REQUIRED WORK: Go through the records and count the lines where the string "MailboxAccess" occurs. Reply with the number only.

DATA RECORDS:
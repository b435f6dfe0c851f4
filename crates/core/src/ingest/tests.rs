//! Fetch and staging tests with scripted collaborators.

use std::sync::Arc;
use std::time::Duration as StdDuration;

use chrono::{DateTime, Duration, Utc};
use rust_decimal_macros::dec;
use tally_shared::types::OwnerId;

use super::*;
use crate::approval::PendingStatus;
use crate::scheduler::{MailboxSyncState, SyncInterval};
use crate::store::MemoryStore;
use crate::testing::{FakeExtractor, FakeMailbox, FakeRefresher, live_credential};

const COFFEE: &str = r#"{"amount": 4.5, "description": "Blue Bottle", "type": "expense", "date": "2024-03-12"}"#;

struct Fixture {
    store: Arc<MemoryStore>,
    mailbox: Arc<FakeMailbox>,
    extractor: Arc<FakeExtractor>,
    refresher: Arc<FakeRefresher>,
    access: Arc<MailboxAccess>,
    owner: OwnerId,
    now: DateTime<Utc>,
}

impl Fixture {
    fn pipeline(&self) -> StagingPipeline {
        StagingPipeline::new(
            self.access.clone(),
            self.extractor.clone(),
            self.store.clone(),
            PipelineSettings::default(),
        )
    }

    fn fetcher(&self, settings: FetcherSettings) -> CandidateFetcher {
        CandidateFetcher::new(self.access.clone(), self.store.clone(), settings)
    }

    async fn connect(&self, owner: OwnerId, credential: MailboxCredential) {
        self.store.put_credential(owner, credential).await;
        self.store
            .put_sync_state(MailboxSyncState {
                owner_id: owner,
                last_sync_at: None,
                sync_interval: SyncInterval::Daily,
                preferred_hour: None,
            })
            .await;
    }
}

async fn fixture(mailbox: FakeMailbox) -> Fixture {
    let now: DateTime<Utc> = "2024-03-13T08:00:00Z".parse().unwrap();
    let store = Arc::new(MemoryStore::new());
    let mailbox = Arc::new(mailbox);
    let extractor = Arc::new(FakeExtractor::default());
    let refresher = Arc::new(FakeRefresher::default());
    let access = Arc::new(MailboxAccess::new(
        mailbox.clone(),
        refresher.clone(),
        store.clone(),
        StdDuration::from_secs(5),
        Duration::minutes(5),
    ));
    let f = Fixture {
        store,
        mailbox,
        extractor,
        refresher,
        access,
        owner: OwnerId::new(),
        now,
    };
    f.connect(f.owner, live_credential(now)).await;
    f
}

fn ids(raw: &[&str]) -> Vec<String> {
    raw.iter().map(|s| (*s).to_string()).collect()
}

#[tokio::test]
async fn test_restaging_overwrites_pending_row() {
    let f = fixture(FakeMailbox::default()).await;
    f.mailbox.add_message("m1", "Card charge", "You paid $4.50 at Blue Bottle [m1]");
    f.extractor.reply("[m1]", COFFEE);

    let first = f.pipeline().stage(f.owner, &ids(&["m1"]), f.now).await.unwrap();
    assert_eq!(first.staged, 1);

    f.extractor.reply(
        "[m1]",
        r#"{"amount": 5.25, "description": "Blue Bottle Coffee", "type": "expense"}"#,
    );
    let second = f.pipeline().stage(f.owner, &ids(&["m1"]), f.now).await.unwrap();
    assert_eq!(second.staged, 1);

    let rows = f.store.all_pending(f.owner).await;
    assert_eq!(rows.len(), 1);
    assert_eq!(rows[0].amount, dec!(5.25));
    assert_eq!(rows[0].description, "Blue Bottle Coffee");
    assert_eq!(rows[0].source_message_id, "m1");
    assert_eq!(rows[0].status, PendingStatus::Pending);
}

#[tokio::test]
async fn test_reviewed_row_is_not_touched() {
    let f = fixture(FakeMailbox::default()).await;
    f.mailbox.add_message("m1", "Card charge", "[m1]");
    f.extractor.reply("[m1]", COFFEE);
    f.pipeline().stage(f.owner, &ids(&["m1"]), f.now).await.unwrap();

    let mut row = f.store.all_pending(f.owner).await.remove(0);
    row.status = PendingStatus::Rejected;
    f.store.put_pending(row).await;

    f.extractor.reply("[m1]", r#"{"amount": 99}"#);
    let report = f.pipeline().stage(f.owner, &ids(&["m1"]), f.now).await.unwrap();

    assert_eq!(report.staged, 0);
    assert_eq!(report.skipped, 1);
    let rows = f.store.all_pending(f.owner).await;
    assert_eq!(rows.len(), 1);
    assert_eq!(rows[0].amount, dec!(4.5));
    assert_eq!(rows[0].status, PendingStatus::Rejected);
}

#[tokio::test]
async fn test_same_message_id_is_scoped_per_owner() {
    let f = fixture(FakeMailbox::default()).await;
    let other = OwnerId::new();
    f.connect(other, live_credential(f.now)).await;
    f.mailbox.add_message("m1", "Card charge", "[m1]");
    f.extractor.reply("[m1]", COFFEE);

    f.pipeline().stage(f.owner, &ids(&["m1"]), f.now).await.unwrap();
    f.pipeline().stage(other, &ids(&["m1"]), f.now).await.unwrap();

    assert_eq!(f.store.all_pending(f.owner).await.len(), 1);
    assert_eq!(f.store.all_pending(other).await.len(), 1);
}

#[tokio::test]
async fn test_failing_messages_do_not_stop_siblings() {
    let f = fixture(FakeMailbox::default()).await;
    f.mailbox.add_message("ok", "Receipt", "[ok]");
    f.mailbox.add_message("gone", "Receipt", "[gone]");
    f.mailbox.break_message("gone");
    f.mailbox.add_message("flaky", "Receipt", "[flaky]");
    f.extractor.fail_on("[flaky]");
    f.mailbox.add_message("promo", "Big sale", "[promo]");
    f.extractor.reply("[ok]", COFFEE);

    let report = f
        .pipeline()
        .stage(f.owner, &ids(&["ok", "gone", "flaky", "promo"]), f.now)
        .await
        .unwrap();

    assert_eq!(
        report,
        StageReport {
            attempted: 4,
            staged: 1,
            skipped: 1,
            failed: 2,
        }
    );
    assert_eq!(f.store.all_pending(f.owner).await.len(), 1);
}

#[tokio::test]
async fn test_duplicate_ids_are_processed_once() {
    let f = fixture(FakeMailbox::default()).await;
    f.mailbox.add_message("m1", "Receipt", "[m1]");
    f.extractor.reply("[m1]", COFFEE);

    let report = f
        .pipeline()
        .stage(f.owner, &ids(&["m1", "m1", " m1 ", ""]), f.now)
        .await
        .unwrap();

    assert_eq!(report.attempted, 1);
    assert_eq!(report.staged, 1);
    assert_eq!(f.extractor.calls(), 1);
}

#[tokio::test]
async fn test_missing_date_falls_back_to_received_time() {
    let f = fixture(FakeMailbox::default()).await;
    f.mailbox.add_message("m1", "Receipt", "[m1]");
    f.extractor.reply("[m1]", r#"{"amount": "₹250", "description": "Auto"}"#);

    f.pipeline().stage(f.owner, &ids(&["m1"]), f.now).await.unwrap();

    let row = f.store.all_pending(f.owner).await.remove(0);
    assert_eq!(row.amount, dec!(250));
    assert_eq!(row.occurred_at.to_rfc3339(), "2024-03-12T10:00:00+00:00");
}

#[tokio::test]
async fn test_stage_without_mailbox_is_not_connected() {
    let f = fixture(FakeMailbox::default()).await;
    let stranger = OwnerId::new();

    let result = f.pipeline().stage(stranger, &ids(&["m1"]), f.now).await;

    assert!(matches!(result, Err(IngestError::NotConnected)));
}

#[tokio::test]
async fn test_expiring_token_is_refreshed_and_persisted() {
    let f = fixture(FakeMailbox::default()).await;
    f.store
        .put_credential(
            f.owner,
            MailboxCredential {
                access_token: "stale".to_string(),
                refresh_token: Some("keep-me".to_string()),
                expires_at: Some(f.now + Duration::minutes(1)),
            },
        )
        .await;
    f.mailbox.reject_token("stale");
    f.mailbox.add_message("m1", "Receipt", "[m1]");
    f.extractor.reply("[m1]", COFFEE);

    let report = f.pipeline().stage(f.owner, &ids(&["m1"]), f.now).await.unwrap();

    assert_eq!(report.staged, 1);
    assert_eq!(f.refresher.calls(), 1);
    assert_eq!(f.mailbox.tokens(), vec!["fresh-1".to_string()]);
    let saved = f.store.load_credential(f.owner).await.unwrap().unwrap();
    assert_eq!(saved.access_token, "fresh-1");
    assert_eq!(saved.refresh_token.as_deref(), Some("keep-me"));
}

#[tokio::test]
async fn test_refused_refresh_is_an_auth_failure() {
    let f = fixture(FakeMailbox::default()).await;
    f.store
        .put_credential(
            f.owner,
            MailboxCredential {
                access_token: "stale".to_string(),
                refresh_token: Some("revoked".to_string()),
                expires_at: Some(f.now - Duration::minutes(1)),
            },
        )
        .await;
    f.refresher.refuse();

    let err = f
        .pipeline()
        .stage(f.owner, &ids(&["m1"]), f.now)
        .await
        .unwrap_err();

    assert!(err.is_auth_failure());
    assert_eq!(err.http_status_code(), 401);
    assert_eq!(f.extractor.calls(), 0);
}

#[tokio::test]
async fn test_stage_receipt() {
    let f = fixture(FakeMailbox::default()).await;
    f.extractor.reply_to_images(
        r#"{"amount": 18.20, "description": "Corner Deli", "type": "expense", "date": "2024-03-11"}"#,
    );

    let staged = f
        .pipeline()
        .stage_receipt(f.owner, "image/jpeg", vec![0xFF, 0xD8, 0xFF], f.now)
        .await
        .unwrap()
        .unwrap();

    assert!(staged.source_message_id.starts_with("receipt:"));
    assert_eq!(staged.amount, dec!(18.20));
    assert_eq!(staged.status, PendingStatus::Pending);
    assert_eq!(f.store.all_pending(f.owner).await.len(), 1);
}

#[tokio::test]
async fn test_stage_receipt_without_transaction() {
    let f = fixture(FakeMailbox::default()).await;

    let staged = f
        .pipeline()
        .stage_receipt(f.owner, "image/png", vec![0x89, 0x50], f.now)
        .await
        .unwrap();

    assert!(staged.is_none());
    assert!(f.store.all_pending(f.owner).await.is_empty());
}

#[tokio::test]
async fn test_first_listing_uses_lookback_then_watermark() {
    let f = fixture(FakeMailbox::with_pages(vec![vec![]])).await;
    let fetcher = f.fetcher(FetcherSettings::default());

    let first = fetcher.list_candidates(f.owner, true, f.now).await.unwrap();
    assert!(first.is_empty());
    let lookback = (f.now - Duration::days(30)).timestamp();
    assert!(f.mailbox.queries()[0].starts_with(&format!("after:{lookback} ")));

    let state = f.store.get_sync_state(f.owner).await.unwrap().unwrap();
    assert_eq!(state.last_sync_at, Some(f.now));

    let later = f.now + Duration::hours(6);
    fetcher.list_candidates(f.owner, true, later).await.unwrap();
    assert!(f.mailbox.queries()[1].starts_with(&format!("after:{} ", f.now.timestamp())));

    fetcher.list_candidates(f.owner, false, later).await.unwrap();
    let full = (later - Duration::days(30)).timestamp();
    assert!(f.mailbox.queries()[2].starts_with(&format!("after:{full} ")));
}

#[tokio::test]
async fn test_failed_listing_keeps_watermark() {
    let mailbox = FakeMailbox::with_pages(vec![vec!["m1"]]);
    mailbox.fail_listing();
    let f = fixture(mailbox).await;

    let result = f
        .fetcher(FetcherSettings::default())
        .list_candidates(f.owner, true, f.now)
        .await;

    assert!(matches!(result, Err(IngestError::Provider(_))));
    let state = f.store.get_sync_state(f.owner).await.unwrap().unwrap();
    assert_eq!(state.last_sync_at, None);
}

#[tokio::test]
async fn test_listing_is_capped_and_skips_broken_metadata() {
    let f = fixture(FakeMailbox::with_pages(vec![
        vec!["a", "b"],
        vec!["c", "d"],
        vec!["e", "f"],
    ]))
    .await;
    for id in ["a", "b", "c", "d", "e", "f"] {
        f.mailbox.add_message(id, &format!("Receipt {id}"), "paid");
    }
    f.mailbox.break_message("b");

    let settings = FetcherSettings {
        max_pages: 5,
        max_candidates: 3,
        ..FetcherSettings::default()
    };
    let candidates = f
        .fetcher(settings)
        .list_candidates(f.owner, false, f.now)
        .await
        .unwrap();

    let listed: Vec<_> = candidates.iter().map(|c| c.message_id.as_str()).collect();
    assert_eq!(listed, vec!["a", "c"]);
    assert_eq!(f.mailbox.queries().len(), 2);
}

#[tokio::test]
async fn test_listing_stops_at_page_limit() {
    let f = fixture(FakeMailbox::with_pages(vec![vec!["a"], vec!["b"], vec!["c"]])).await;
    for id in ["a", "b", "c"] {
        f.mailbox.add_message(id, "Receipt", "paid");
    }

    let settings = FetcherSettings {
        max_pages: 2,
        ..FetcherSettings::default()
    };
    let candidates = f
        .fetcher(settings)
        .list_candidates(f.owner, false, f.now)
        .await
        .unwrap();

    assert_eq!(candidates.len(), 2);
    assert_eq!(f.mailbox.queries().len(), 2);
}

TASK OUTPUT: 2